Going through the entries below, work out how many lines have the string "clamp" in them. Give the number and nothing more.

☆ ☆ ☆

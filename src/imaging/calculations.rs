//! Pure calculation functions for image dimensions.
//!
//! All functions here are pure and testable without any I/O or images.

use super::params::Dimensions;

/// Fit `source` inside `bounds`, preserving aspect ratio, never upscaling.
///
/// Both sides are scaled by `min(bounds.w / w, bounds.h / h, 1.0)` and rounded
/// to the nearest pixel. Each side is at least 1 and at most its bound.
///
/// # Examples
/// ```
/// # use mailshrink::imaging::{fit_within, Dimensions};
/// let box_ = Dimensions::new(1920, 1080);
/// assert_eq!(fit_within(Dimensions::new(4000, 2000), box_), Dimensions::new(1920, 960));
/// assert_eq!(fit_within(Dimensions::new(800, 600), box_), Dimensions::new(800, 600));
/// ```
pub fn fit_within(source: Dimensions, bounds: Dimensions) -> Dimensions {
    if source.width <= bounds.width && source.height <= bounds.height {
        return source;
    }
    if source.width == 0 || source.height == 0 {
        return source;
    }

    let scale_w = bounds.width as f64 / source.width as f64;
    let scale_h = bounds.height as f64 / source.height as f64;
    let scale = scale_w.min(scale_h).min(1.0);

    let width = ((source.width as f64 * scale).round() as u32).clamp(1, bounds.width.max(1));
    let height = ((source.height as f64 * scale).round() as u32).clamp(1, bounds.height.max(1));
    Dimensions { width, height }
}
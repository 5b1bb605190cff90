//! Core data model: the document tree handed between reader, rewriter and writer.

pub mod node;

pub use node::{Container, Disposition, DocumentNode, Headers, Leaf, MimeType, Params, WireBody};
//! Message reading: file access and MIME tree construction.

pub mod eml;
pub mod mime;

pub use eml::read_document;
pub use mime::parse_document;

☆ ☆ ☆

(Solution to this task)
2